KellyF_OP_BelleGroveinRuin
Via John, BelleGrove

1 comment:

  1. Davis Re-Enslave Speech
    Davis Slavery is the Cornerstone Speech.


    Citizens of the non-slave-holding States of America, swayed by peaceable motives, I have used all my influence, often thereby endangering my position as the President of the Southern Confederacy, to have the unhappy conflict now existing between my people and yourselves, governed by those well established international rules, which heretofore have softened the asperities which necessarily are the concomitants of a state of belligerency, but all my efforts in the premises have heretofore been unavailing. Now, therefore, I am compelled to employ a measure, which most willingly I would have omitted to do...

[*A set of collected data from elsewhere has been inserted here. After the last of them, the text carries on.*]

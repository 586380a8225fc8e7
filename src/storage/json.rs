use crate::error::{AppError, Result};
use std::fs;
use std::path::Path;

const MAX_DUMP_FILE_BYTES: u64 = 16 * 1_048_576; // 16 MiB

/// Read a dump file written by [`write_dump`] (or by hand).
pub fn read_dump(path: &Path) -> Result<Vec<(String, String)>> {
    let meta = fs::metadata(path)?;
    if meta.len() > MAX_DUMP_FILE_BYTES {
        return Err(AppError::Io(std::io::Error::new(
            std::io::ErrorKind::InvalidData,
            format!(
                "Refusing to read {}: dump file too large ({} bytes, max {})",
                path.display(),
                meta.len(),
                MAX_DUMP_FILE_BYTES
            ),
        )));
    }
    parse_dump(&fs::read_to_string(path)?)
}

pub(crate) fn parse_dump(content: &str) -> Result<Vec<(String, String)>> {
    Ok(serde_json::from_str(content)?)
}

/// Write `pairs` as a pretty-printed JSON array.
pub fn write_dump(path: &Path, pairs: &[(String, String)]) -> Result<()> {
    let mut json = serde_json::to_string_pretty(pairs)?;
    json.push('\n');
    fs::write(path, json)?;
    Ok(())
}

    Heretofore, the warfare has been conducted by white men--peers, scions of the same stock; but the programme has been changed, and your rulers despairing of a triumph by the employment of white men, have degraded you and themselves, by inviting the co-operation of the black race. Thus, while they deprecate the intervention of white men--the French and the English--in behalf of the Southern Confederacy, they, these Abolitionists, do not hesitate to invoke the intervention of the African race in favor of the North.

    The time has, therefore, come when a becoming respect for the good opinion of the civilized world impels me to set forth the following facts:--

    First. Abraham Lincoln has declared that the slaves so emancipated may be used in the Army and Navy now under his control, by which he means to employ, against the Free People of the South, insurrectionary measures, the inevitable tendency of which will be to inaugurate a Servile War, and thereby prove destructive, in a great measure, to slave property.

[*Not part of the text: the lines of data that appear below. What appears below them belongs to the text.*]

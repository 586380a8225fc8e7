use super::state::{CellValue, Updates, resolve_id};
use super::Spreadsheet;
use crate::error::Result;
use log::debug;
use sheetcalc_engine::engine::Position;

impl Spreadsheet {
    /// Current value and formula of a cell; `{ value: 0, expr: "" }` when the
    /// cell is empty, unknown or not a valid id.
    pub fn query(&self, cell_id: &str) -> CellValue {
        let Ok(pos) = Position::parse(cell_id) else {
            return CellValue::default();
        };
        self.cells
            .get(&pos.to_string())
            .map(|cell| CellValue {
                value: cell.value,
                expr: cell.expr.clone(),
            })
            .unwrap_or_default()
    }

    /// Drop a cell and recompute the cells that referenced it, which now read 0.
    /// Removing an unknown cell changes nothing.
    pub fn remove(&mut self, cell_id: &str) -> Result<Updates> {
        let pos = resolve_id(cell_id)?;
        let mut updates = Updates::new();
        if !self.cells.contains_key(&pos.to_string()) {
            return Ok(updates);
        }

        self.unlink(pos);
        let Some(removed) = self.cells.remove(&pos.to_string()) else {
            return Ok(updates);
        };
        debug!("{}: removed, {} dependent(s)", pos, removed.dependents.len());

        for dependent in removed.dependents {
            let expr = match self.cells.get(&dependent) {
                Some(cell) if !cell.expr.is_empty() => cell.expr.clone(),
                _ => continue,
            };
            updates.extend(self.eval(&dependent, &expr)?);
        }
        Ok(updates)
    }

    /// Copy the formula of `src_id` into `dest_id`, shifting relative references
    /// by the distance between the two cells. Copying an empty cell removes `dest_id`.
    pub fn copy(&mut self, dest_id: &str, src_id: &str) -> Result<Updates> {
        let dest = resolve_id(dest_id)?;
        let src = resolve_id(src_id)?;
        let text = self
            .cells
            .get(&src.to_string())
            .filter(|cell| !cell.expr.is_empty())
            .and_then(|cell| cell.ast.as_ref())
            .map(|ast| ast.to_text(dest));
        let Some(text) = text else {
            return self.remove(dest_id);
        };
        debug!("copy {} -> {}: {}", src, dest, text);
        self.eval(dest_id, &text)
    }

    /// Forget every cell. No cascade, no undo.
    pub fn clear(&mut self) {
        debug!("{}: cleared {} cell(s)", self.name(), self.cells.len());
        self.cells.clear();
    }

    /// Replay `(cell_id, expr)` pairs through [`Spreadsheet::eval`] in order,
    /// stopping at the first failure. Existing cells are kept; call
    /// [`Spreadsheet::clear`] first for a full reload.
    pub fn load<I, C, E>(&mut self, pairs: I) -> Result<()>
    where
        I: IntoIterator<Item = (C, E)>,
        C: AsRef<str>,
        E: AsRef<str>,
    {
        let mut count = 0usize;
        for (cell_id, expr) in pairs {
            self.eval(cell_id.as_ref(), expr.as_ref())?;
            count += 1;
        }
        debug!("{}: loaded {} formula(s)", self.name(), count);
        Ok(())
    }
}

#[cfg(test)]
mod tests {
    use crate::{CellValue, ErrorCode, Spreadsheet, Updates};
    use pretty_assertions::assert_eq;

    fn updates(pairs: &[(&str, f64)]) -> Updates {
        pairs.iter().map(|(id, v)| (id.to_string(), *v)).collect()
    }

    #[test]
    fn test_query_empty_cell() {
        let sheet = Spreadsheet::new("test");
        assert_eq!(sheet.query("a1"), CellValue::default());
        assert_eq!(sheet.query("not a cell"), CellValue::default());
    }

    #[test]
    fn test_query_normalizes_id() {
        let mut sheet = Spreadsheet::new("test");
        sheet.eval("b2", "1 + 1").unwrap();
        assert_eq!(
            sheet.query("$B$2"),
            CellValue {
                value: 2.0,
                expr: "1+1".to_string()
            }
        );
    }

    #[test]
    fn test_remove_unknown_cell_is_noop() {
        let mut sheet = Spreadsheet::new("test");
        assert_eq!(sheet.remove("c3").unwrap(), Updates::new());
        assert!(sheet.is_empty());
    }

    #[test]
    fn test_remove_recomputes_dependents() {
        let mut sheet = Spreadsheet::new("test");
        sheet.eval("a1", "22").unwrap();
        sheet.eval("a2", "a1 * 2").unwrap();
        sheet.eval("a3", "a2 + 1").unwrap();
        assert_eq!(
            sheet.remove("a1").unwrap(),
            updates(&[("a2", 0.0), ("a3", 1.0)])
        );
        assert_eq!(sheet.query("a1"), CellValue::default());
        // a2 still reads a1, so the empty record is back as a link target.
        assert!(sheet.cell("a1").unwrap().dependents.contains("a2"));
    }

    #[test]
    fn test_remove_unlinks_own_references() {
        let mut sheet = Spreadsheet::new("test");
        sheet.eval("a1", "5").unwrap();
        sheet.eval("b1", "a1").unwrap();
        sheet.remove("b1").unwrap();
        assert!(sheet.cell("a1").unwrap().dependents.is_empty());
        assert_eq!(sheet.eval("a1", "6").unwrap(), updates(&[("a1", 6.0)]));
    }

    #[test]
    fn test_copy_shifts_relative_refs() {
        let mut sheet = Spreadsheet::new("test");
        sheet.eval("f2", "(c2 + d2) * e2").unwrap();
        sheet.copy("h4", "f2").unwrap();
        assert_eq!(sheet.query("h4").expr, "(e4+f4)*g4");
    }

    #[test]
    fn test_copy_keeps_absolute_refs() {
        let mut sheet = Spreadsheet::new("test");
        sheet.eval("a1", "10").unwrap();
        sheet.eval("b2", "$a$1 + a$1 + $a1").unwrap();
        assert_eq!(sheet.copy("c4", "b2").unwrap(), updates(&[("c4", 10.0)]));
        assert_eq!(sheet.query("c4").expr, "$a$1+b$1+$a3");
    }

    #[test]
    fn test_copy_empty_source_removes_dest() {
        let mut sheet = Spreadsheet::new("test");
        sheet.eval("a1", "3").unwrap();
        sheet.eval("b1", "a1 + 1").unwrap();
        assert_eq!(sheet.copy("a1", "z9").unwrap(), updates(&[("b1", 1.0)]));
        assert_eq!(sheet.query("a1").expr, "");
    }

    #[test]
    fn test_copy_into_cycle_is_rejected() {
        let mut sheet = Spreadsheet::new("test");
        sheet.eval("a2", "a1 + 1").unwrap();
        sheet.eval("b1", "b2 * 2").unwrap();
        // Rebased to a1, b1's formula reads a2, which already reads a1.
        let err = sheet.copy("a1", "b1").unwrap_err();
        assert_eq!(err.code(), ErrorCode::CircularRef);
        assert_eq!(sheet.query("a1"), CellValue::default());
    }

    #[test]
    fn test_copy_off_grid_is_syntax_error() {
        let mut sheet = Spreadsheet::new("test");
        sheet.eval("a2", "a1 + 1").unwrap();
        let err = sheet.copy("a1", "a2").unwrap_err();
        assert_eq!(err.code(), ErrorCode::Syntax);
        assert_eq!(sheet.query("a1"), CellValue::default());
    }

    #[test]
    fn test_copy_overflowing_literal() {
        let mut sheet = Spreadsheet::new("test");
        sheet.eval("a1", "1e999 - 1").unwrap();
        assert_eq!(sheet.copy("b1", "a1").unwrap(), updates(&[("b1", f64::INFINITY)]));
        assert_eq!(sheet.query("b1").expr, "1e999-1");
    }

    #[test]
    fn test_clear() {
        let mut sheet = Spreadsheet::new("test");
        sheet.eval("a1", "1").unwrap();
        sheet.eval("a2", "a1").unwrap();
        sheet.clear();
        assert!(sheet.is_empty());
        assert_eq!(sheet.query("a2"), CellValue::default());
    }

    #[test]
    fn test_load_replays_in_order() {
        let mut sheet = Spreadsheet::new("test");
        sheet
            .load([("a1", "22"), ("b1", "3"), ("a3", "a1*b1"), ("a2", "a1+a3")])
            .unwrap();
        assert_eq!(sheet.query("a2").value, 88.0);
    }

    #[test]
    fn test_load_stops_at_first_error() {
        let mut sheet = Spreadsheet::new("test");
        let err = sheet
            .load(vec![
                ("a1".to_string(), "1".to_string()),
                ("a2".to_string(), "a2".to_string()),
                ("a3".to_string(), "2".to_string()),
            ])
            .unwrap_err();
        assert_eq!(err.code(), ErrorCode::CircularRef);
        assert_eq!(sheet.query("a1").value, 1.0);
        assert_eq!(sheet.query("a3"), CellValue::default());
    }
}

    Now, therefore, as a compensatory measure, I do hereby issue the following Address to the People of the [North]

    On and after February 22, 1863, all free negroes within the limits of the Southern Confederacy shall be placed on the slave status, and be deemed to be chattels, they and their issue forever.

    All negroes who shall be taken in any of the States in which slavery does not now exist, in the progress of our arms, shall be adjudged, immediately after such capture, to occupy the slave status, and in all States which shall be vanquished by our arms, all free negroes shall, ipso facto, be reduced to the condition of helotism, so that the respective normal conditions of the white and black races may be ultimately placed on a permanent basis, so as to prevent the public peace from being thereafter endangered.

    ....It ought not to be considered polemically or politically improper in me to vindicate the position which has been, at an early day of this Southern republic assumed by the Confederacy, namely, that slavery is the corner-stone of a Western Republic. It is not necessary for me to elaborate this proposition.

    In view of these facts, and conscientiously believing that the proper condition of the negro is slavery or a complete subjection to the white man,--and entertaining the belief that the day is not distant when the old Union will be restored with slavery nationally declared to be the proper condition of all of African descent,--and in view of the future harmony and progress of all the States of America, I have been induced to issue this address, so that there may be no misunderstanding in the future.